Over the years, a number of tests of machine intelligence have been proposed. Several, such as Linguistic Complexity and Psychometric AI, suffer from the same shortcomings as the Turing test, in that they test for human equivalence. Many other theorized tests aren’t mathematically rigorous enough. To test a nonhuman and rate it on any sort of meaningful scale, we must accurately assess the complexity of the question or challenge set before it.

Recently, a framework for creating mathematically rigorous challenges has been conceived. This is described in a paper titled “Measuring Universal Intelligence: Toward An Anytime Intelligence Test” by José Hernández-Orallo and David L. Dowe, published in Artificial Intelligence. This test of “universal intelligence” is grounded in algorithmic information theory and complexity theory in order to structure its challenges. More specifically, it uses Levin’s Kt complexity, a modification of Kolmogorov complexity, to assign a mathematical value to the challenge put before an intelligence. (Kolmogorov complexity is a measure of the minimum computational resources required to define an object. However, it isn’t computable, so an approximate value is derived using Levin’s Kt complexity.)

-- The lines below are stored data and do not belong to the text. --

//! Structural invariants checked over random create/fork/delete sequences.

use crate::common::*;
use proptest::prelude::*;

fn steps() -> impl Strategy<Value = Vec<Step>> {
    prop::collection::vec(prop::option::of(0usize..64), 1..40)
}

proptest! {
    #![proptest_config(ProptestConfig::with_cases(64))]

    #[test]
    fn ids_are_dense_and_match_positions(steps in steps()) {
        let store = new_store();
        let ids = apply_steps(&store, &steps);

        let expected: Vec<PostId> = (0..steps.len() as u64).map(PostId::new).collect();
        prop_assert_eq!(ids, expected);
        store.read(|posts| {
            for (i, p) in posts.iter().enumerate() {
                assert_eq!(p.id.as_u64(), i as u64);
            }
        });
    }

    #[test]
    fn parent_and_fork_lists_agree(steps in steps()) {
        let store = new_store();
        apply_steps(&store, &steps);
        prop_assert!(store.read(check_invariants).is_ok());

        let posts = store.export();
        for post in &posts {
            if let Some(parent) = post.parent {
                prop_assert!(parent < post.id);
                let listed = posts[parent.as_u64() as usize]
                    .forks
                    .iter()
                    .filter(|f| **f == post.id)
                    .count();
                prop_assert_eq!(listed, 1);
            }
            for f in &post.forks {
                prop_assert!(*f > post.id);
                prop_assert_eq!(posts[f.as_u64() as usize].parent, Some(post.id));
            }
        }
    }

    #[test]
    fn tree_covers_every_reachable_post(
        steps in steps(),
        deletes in prop::collection::vec(0usize..64, 0..10),
    ) {
        let store = new_store();
        let ids = apply_steps(&store, &steps);
        for d in deletes {
            store.soft_delete(ids[d % ids.len()]).unwrap();
        }

        let posts = store.export();
        for root in posts.iter().filter(|p| p.is_root()) {
            let tree = store.tree(root.id).unwrap();
            prop_assert_eq!(tree.node_count(), reachable_count(&posts, root.id));
        }
        // Roots partition the store
        let total: usize = posts
            .iter()
            .filter(|p| p.is_root())
            .map(|p| store.tree(p.id).unwrap().node_count())
            .sum();
        prop_assert_eq!(total, posts.len());
    }

    #[test]
    fn listing_hides_deleted_but_get_does_not(
        steps in steps(),
        deletes in prop::collection::vec(0usize..64, 0..10),
    ) {
        let store = new_store();
        let ids = apply_steps(&store, &steps);
        let mut deleted = std::collections::HashSet::new();
        for d in deletes {
            let id = ids[d % ids.len()];
            store.soft_delete(id).unwrap();
            deleted.insert(id);
        }

        let listed: Vec<PostId> = store.list().iter().map(|p| p.id).collect();
        for id in &ids {
            prop_assert_eq!(listed.contains(id), !deleted.contains(id));
            let post = store.get(*id).unwrap();
            prop_assert_eq!(post.deleted, deleted.contains(id));
        }
        prop_assert_eq!(store.live_count(), ids.len() - deleted.len());
    }

    #[test]
    fn ancestors_walk_back_to_a_root(steps in steps()) {
        let store = new_store();
        let ids = apply_steps(&store, &steps);
        for id in ids {
            let chain = store.ancestors(id).unwrap();
            let mut current = id;
            for a in &chain {
                prop_assert!(*a < current);
                current = *a;
            }
            prop_assert!(store.get(current).unwrap().is_root());
        }
    }
}

#[test]
fn restore_round_trips_an_exported_store() {
    let store = new_store();
    apply_steps(&store, &[None, Some(0), Some(0), None, Some(1)]);
    store.soft_delete(PostId::new(2)).unwrap();

    let restored = PostStore::restore(store.export(), BlogConfig::default()).unwrap();
    assert_eq!(restored.export(), store.export());
    assert_eq!(restored.tree(PostId::new(0)).unwrap(), store.tree(PostId::new(0)).unwrap());
}

#[test]
fn restore_rejects_broken_links() {
    let store = new_store();
    apply_steps(&store, &[None, Some(0)]);
    let mut posts = store.export();
    posts[0].forks.clear();

    let err = PostStore::restore(posts, BlogConfig::default()).unwrap_err();
    assert!(err.is_corrupt());
}
//! Search request and response types

use crate::post::Post;
use serde::{Deserialize, Serialize};

/// Text and tag filter over live posts
///
/// Blank filters are treated as absent; with both absent a search returns
/// every live post.
#[derive(Debug, Clone, Default, PartialEq, Eq, Serialize, Deserialize)]
pub struct SearchRequest {
    /// Case-insensitive substring matched against title, content and tags
    #[serde(default, skip_serializing_if = "Option::is_none")]
    pub query: Option<String>,
    /// Case-insensitive exact tag membership
    #[serde(default, skip_serializing_if = "Option::is_none")]
    pub tag: Option<String>,
}

impl SearchRequest {
    /// Match everything
    pub fn all() -> Self {
        Self::default()
    }

    /// Text query only
    pub fn text(query: impl Into<String>) -> Self {
        SearchRequest {
            query: Some(query.into()),
            tag: None,
        }
    }

    /// Builder: add a tag filter
    pub fn with_tag(mut self, tag: impl Into<String>) -> Self {
        self.tag = Some(tag.into());
        self
    }

    /// Lowercased query, `None` if blank
    ///
    /// Surrounding whitespace is kept: it is part of the substring matched.
    pub fn normalized_query(&self) -> Option<String> {
        let query = self.query.as_deref()?;
        if query.trim().is_empty() {
            None
        } else {
            Some(query.to_lowercase())
        }
    }

    /// Trimmed, lowercased tag, `None` if blank
    pub fn normalized_tag(&self) -> Option<String> {
        let tag = self.tag.as_deref()?.trim();
        if tag.is_empty() {
            None
        } else {
            Some(tag.to_lowercase())
        }
    }
}

/// Matching posts in ascending id order, with their count
#[derive(Debug, Clone, Default, PartialEq, Serialize, Deserialize)]
pub struct SearchResponse {
    /// Matches
    pub hits: Vec<Post>,
    /// `hits.len()`
    pub count: usize,
}

impl SearchResponse {
    /// Wrap hits and record their count
    pub fn new(hits: Vec<Post>) -> Self {
        let count = hits.len();
        SearchResponse { hits, count }
    }
}
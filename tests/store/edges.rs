//! Boundary shapes: very deep fork chains and default titles at the limit.

use crate::common::*;

#[test]
fn deep_fork_chain_tree_and_ancestry() {
    const DEPTH: u64 = 5_000;
    let store = new_store();
    create(&store, 0);
    for i in 0..DEPTH {
        store.fork(ForkRequest::of(i)).unwrap();
    }

    let tree = store.tree(PostId::new(0)).unwrap();
    assert_eq!(tree.node_count(), DEPTH as usize + 1);
    assert_eq!(tree.depth(), DEPTH as usize + 1);
    assert_eq!(tree.ids().last(), Some(&PostId::new(DEPTH)));

    let ancestry = store.ancestors(PostId::new(DEPTH)).unwrap();
    assert_eq!(ancestry.len(), DEPTH as usize);
    assert!(store.read(check_invariants).is_ok());

    // A subtree from the middle of the chain
    let mid = store.tree(PostId::new(DEPTH / 2)).unwrap();
    assert_eq!(mid.node_count(), (DEPTH - DEPTH / 2) as usize + 1);
}

#[test]
fn default_fork_of_title_at_limit() {
    let store = new_store();
    let max = store.config().limits.max_title_bytes;
    let root = store
        .create(NewPost::new("t".repeat(max - 4), "body"))
        .unwrap();

    let fork = store.fork(ForkRequest::of(root.id)).unwrap();
    assert!(fork.title.len() <= max);
    assert!(fork.title.ends_with(" (fork)"));
    assert_eq!(fork.content, "body");
}

#[test]
fn default_fork_of_multibyte_title_at_limit() {
    let store = new_store();
    let max = store.config().limits.max_title_bytes;
    // Three-byte chars so the cut point falls inside one
    let root = store
        .create(NewPost::new("語".repeat(max / 3), "body"))
        .unwrap();

    let fork = store.fork(ForkRequest::of(root.id)).unwrap();
    assert!(fork.title.len() <= max);
    assert!(fork.title.ends_with("語 (fork)"));
}

#[test]
fn repeated_default_forks_stay_within_limit() {
    let store = new_store();
    let max = store.config().limits.max_title_bytes;
    let mut id = create(&store, 0).id;
    for _ in 0..100 {
        let fork = store.fork(ForkRequest::of(id)).unwrap();
        assert!(fork.title.len() <= max);
        id = fork.id;
    }
    assert_eq!(store.len(), 101);
    assert!(store.read(check_invariants).is_ok());
}
//! Media attachment binder
//!
//! Turns raw uploads into a [`MediaBundle`]. The binder never inspects
//! bytes itself: cover analysis is delegated to a [`MediaAnalyzer`] supplied
//! by the caller, invoked once per bind when there is a cover to analyze.
//!
//! Binding happens before the post store is touched, so expensive analysis
//! never runs while the store lock is held.

use branchblog_core::{Blob, CoverAnalysis, CoverDescriptor, MediaBundle};
use tracing::debug;

/// External media-analysis collaborator
pub trait MediaAnalyzer: Send + Sync {
    /// Analyze the cover image
    fn analyze(&self, cover: &Blob) -> CoverAnalysis;
}

impl<F> MediaAnalyzer for F
where
    F: Fn(&Blob) -> CoverAnalysis + Send + Sync,
{
    fn analyze(&self, cover: &Blob) -> CoverAnalysis {
        self(cover)
    }
}

/// Analyzer that reports no colour and no tags
#[derive(Debug, Clone, Copy, Default)]
pub struct NoopAnalyzer;

impl MediaAnalyzer for NoopAnalyzer {
    fn analyze(&self, _cover: &Blob) -> CoverAnalysis {
        CoverAnalysis::default()
    }
}

/// Raw uploaded payloads for one post
#[derive(Debug, Clone, Default, PartialEq, Eq)]
pub struct MediaUpload {
    /// Images in upload order; the first is the cover
    pub images: Vec<Blob>,
    /// Optional audio
    pub audio: Option<Blob>,
    /// Optional video
    pub video: Option<Blob>,
}

impl MediaUpload {
    /// Empty upload
    pub fn new() -> Self {
        Self::default()
    }

    /// Builder: append an image
    pub fn image(mut self, blob: Blob) -> Self {
        self.images.push(blob);
        self
    }

    /// Builder: set audio
    pub fn audio(mut self, blob: Blob) -> Self {
        self.audio = Some(blob);
        self
    }

    /// Builder: set video
    pub fn video(mut self, blob: Blob) -> Self {
        self.video = Some(blob);
        self
    }

    /// True if nothing was uploaded
    pub fn is_empty(&self) -> bool {
        self.images.is_empty() && self.audio.is_none() && self.video.is_none()
    }
}

/// Bind an upload into a media bundle
///
/// The first image becomes the cover and is analyzed exactly once; the
/// analysis is stored verbatim. All images are kept in order.
pub fn bind(upload: MediaUpload, analyzer: &dyn MediaAnalyzer) -> MediaBundle {
    let cover = upload.images.first().map(|image| CoverDescriptor {
        image: image.clone(),
        analysis: analyzer.analyze(image),
    });

    debug!(
        target: "branchblog::media",
        images = upload.images.len(),
        audio = upload.audio.is_some(),
        video = upload.video.is_some(),
        "Bound media upload"
    );

    MediaBundle {
        cover,
        images: upload.images,
        audio: upload.audio,
        video: upload.video,
    }
}

/// Bind an optional upload; absent or empty uploads bind to `None`
pub fn bind_optional(
    upload: Option<MediaUpload>,
    analyzer: &dyn MediaAnalyzer,
) -> Option<MediaBundle> {
    upload
        .filter(|u| !u.is_empty())
        .map(|u| bind(u, analyzer))
}
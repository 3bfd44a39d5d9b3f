//! # Branchblog Executor
//!
//! The public API for the branching blog.
//!
//! This is the only crate users need to import. It provides:
//! - [`Blog`] - Typed interface over the command layer
//! - [`Command`]/[`Output`] - Serializable command interface (for transports)
//! - [`Error`] - Serializable error with a stable [`Error::kind`]
//!
//! ## Quick Start
//!
//! ```
//! use branchblog_executor::Blog;
//!
//! let blog = Blog::new();
//! let post = blog.create_post("Hello", "World", &["intro"]).unwrap();
//! blog.like(post.id).unwrap();
//! assert_eq!(blog.get(post.id).unwrap().likes, 1);
//! ```
//!
//! ## Transports
//!
//! An HTTP or CLI binding decodes a [`Command`], calls
//! [`Executor::execute`], and encodes the [`Output`] or [`Error`]. The store
//! is held by the executor; there is no ambient state.

#![warn(missing_docs)]

mod api;
mod command;
mod error;
mod executor;
mod handlers;
mod output;
mod types;

// Test modules
#[cfg(test)]
mod tests;

pub use api::Blog;
pub use command::Command;
pub use error::Error;
pub use executor::Executor;
pub use output::Output;
pub use types::{StoreStats, Upload};

// Re-export the data model so callers need one import
pub use branchblog_core::{
    Blob, BlogError, CoverAnalysis, MediaBundle, Post, PostId, PostUpdate, Rgb, SearchRequest,
    SearchResponse, TagSet, TreeNode,
};
pub use branchblog_engine::{
    BlogConfig, DeletedPostPolicy, MediaAnalyzer, NoopAnalyzer, PostStore, CONFIG_FILE_NAME,
};

/// Result type for executor operations
pub type Result<T> = std::result::Result<T, Error>;
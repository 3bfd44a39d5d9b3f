//! Output → human/json/raw string formatting.
//!
//! Three modes:
//! - **Human** (default): readable listings and an indented fork tree
//! - **JSON** (`--json`): `serde_json::to_string_pretty`
//! - **Raw** (`--raw`): bare ids and values, one per line

use branchblog_executor::{Error, Output, Post, TreeNode};

/// Output formatting mode.
#[derive(Debug, Clone, Copy, PartialEq, Eq)]
pub enum OutputMode {
    Human,
    Json,
    Raw,
}

/// Format a successful output.
pub fn format_output(output: &Output, mode: OutputMode) -> String {
    match mode {
        OutputMode::Json => format_json(output),
        OutputMode::Raw => format_raw(output),
        OutputMode::Human => format_human(output),
    }
}

/// Format an error.
pub fn format_error(err: &Error, mode: OutputMode) -> String {
    match mode {
        OutputMode::Json => serde_json::to_string_pretty(&serde_json::json!({
            "error": { "kind": err.kind(), "message": err.to_string() }
        }))
        .unwrap_or_else(|_| format!("{{\"error\": \"{}\"}}", err)),
        OutputMode::Raw => err.to_string(),
        OutputMode::Human => format!("(error) {}", err),
    }
}

/// Format a message that did not come from the executor (parse errors, I/O).
pub fn format_message_error(msg: &str, mode: OutputMode) -> String {
    match mode {
        OutputMode::Json => serde_json::json!({ "error": { "kind": "cli", "message": msg } })
            .to_string(),
        OutputMode::Raw => msg.to_string(),
        OutputMode::Human => format!("(error) {}", msg),
    }
}

fn format_json(output: &Output) -> String {
    serde_json::to_string_pretty(output).unwrap_or_else(|e| format!("{{\"error\": \"{}\"}}", e))
}

fn format_raw(output: &Output) -> String {
    match output {
        Output::Unit => String::new(),
        Output::Pong { version } => version.clone(),
        Output::Post(post) => post.content.clone(),
        Output::Posts(posts) => join_lines(posts.iter().map(|p| p.id.to_string())),
        Output::Likes(n) => n.to_string(),
        Output::Search(resp) => join_lines(resp.hits.iter().map(|p| p.id.to_string())),
        Output::Tree(tree) => join_lines(tree.ids().into_iter().map(|id| id.to_string())),
        Output::PostIds(ids) => join_lines(ids.iter().map(|id| id.to_string())),
        Output::Stats(stats) => format!("{} {}", stats.total, stats.live),
    }
}

fn format_human(output: &Output) -> String {
    match output {
        Output::Unit => "OK".to_string(),
        Output::Pong { version } => format!("PONG {}", version),
        Output::Post(post) => format_post(post),
        Output::Posts(posts) => format_listing(posts),
        Output::Likes(n) => format!("(integer) {}", n),
        Output::Search(resp) => {
            let hits = if resp.count == 1 { "hit" } else { "hits" };
            if resp.hits.is_empty() {
                format!("(0 {})", hits)
            } else {
                format!("{}\n({} {})", format_listing(&resp.hits), resp.count, hits)
            }
        }
        Output::Tree(tree) => {
            let mut out = String::new();
            render_tree(tree, &mut out);
            out.trim_end().to_string()
        }
        Output::PostIds(ids) if ids.is_empty() => "(root)".to_string(),
        Output::PostIds(ids) => ids
            .iter()
            .map(|id| format!("#{}", id))
            .collect::<Vec<_>>()
            .join(" <- "),
        Output::Stats(stats) => format!("total: {}\nlive:  {}", stats.total, stats.live),
    }
}

fn format_post(post: &Post) -> String {
    let mut lines = vec![format!(
        "#{} {}{}",
        post.id,
        post.title,
        if post.deleted { " (deleted)" } else { "" }
    )];
    if !post.tags.is_empty() {
        lines.push(format!(
            "  tags:    {}",
            post.tags.iter().collect::<Vec<_>>().join(", ")
        ));
    }
    lines.push(format!("  likes:   {}", post.likes));
    lines.push(format!("  created: {}", post.created_at.to_rfc3339()));
    if let Some(parent) = post.parent {
        lines.push(format!("  parent:  #{}", parent));
    }
    if !post.forks.is_empty() {
        let forks: Vec<String> = post.forks.iter().map(|f| format!("#{}", f)).collect();
        lines.push(format!("  forks:   {}", forks.join(", ")));
    }
    if let Some(media) = &post.media {
        let mut parts = Vec::new();
        if !media.images.is_empty() {
            parts.push(format!("{} image(s)", media.images.len()));
        }
        if let Some(audio) = &media.audio {
            parts.push(format!("audio {}", audio.name));
        }
        if let Some(video) = &media.video {
            parts.push(format!("video {}", video.name));
        }
        if let Some(c) = media.dominant_color() {
            parts.push(format!("cover #{:02x}{:02x}{:02x}", c.0, c.1, c.2));
        }
        lines.push(format!("  media:   {}", parts.join(", ")));
    }
    lines.push(String::new());
    lines.push(post.content.clone());
    lines.join("\n")
}

fn format_listing(posts: &[Post]) -> String {
    if posts.is_empty() {
        return "(empty list)".to_string();
    }
    posts
        .iter()
        .map(|p| {
            let mut line = format!("#{} {} ({} likes)", p.id, p.title, p.likes);
            if !p.tags.is_empty() {
                line.push_str(&format!(" [{}]", p.tags.joined()));
            }
            line
        })
        .collect::<Vec<_>>()
        .join("\n")
}

fn render_tree(root: &TreeNode, out: &mut String) {
    // (node, prefix, is_last); root has no connector
    let mut stack: Vec<(&TreeNode, String, Option<bool>)> = vec![(root, String::new(), None)];
    while let Some((node, prefix, last)) = stack.pop() {
        let label = format!(
            "#{} {}{}",
            node.id,
            node.title,
            if node.deleted { " (deleted)" } else { "" }
        );
        let child_prefix = match last {
            None => {
                out.push_str(&label);
                String::new()
            }
            Some(is_last) => {
                out.push_str(&prefix);
                out.push_str(if is_last { "└─ " } else { "├─ " });
                out.push_str(&label);
                format!("{}{}", prefix, if is_last { "   " } else { "│  " })
            }
        };
        out.push('\n');

        let n = node.children.len();
        for (i, child) in node.children.iter().enumerate().rev() {
            stack.push((child, child_prefix.clone(), Some(i + 1 == n)));
        }
    }
}

fn join_lines(items: impl Iterator<Item = String>) -> String {
    items.collect::<Vec<_>>().join("\n")
}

The test is referred to as an “anytime test,” because, as structured, it isn’t dependent on time. A value can be derived from minimal interaction, with increasing accuracy as the time is increased and more challenges undertaken.

This approach allows us to tailor challenges to the level of an intelligence—be it animal, machine, or even, in theory, an alien—and assign a meaningful value to the result. An additional benefit of such an approach is that a subject isn’t required to be able to understand language. This would allow us to test the intelligence of animals as well as those machines lacking natural language-processing capabilities.

Developing methods of interfacing with different types of intelligence will be a key problem. The intelligence tests might take the form of structured environments in which particular tasks are to be performed by the test subject. Using a series of observations, rewards, and actions, we could then calculate the aggregated complexity of these tasks to yield a useful value of performance.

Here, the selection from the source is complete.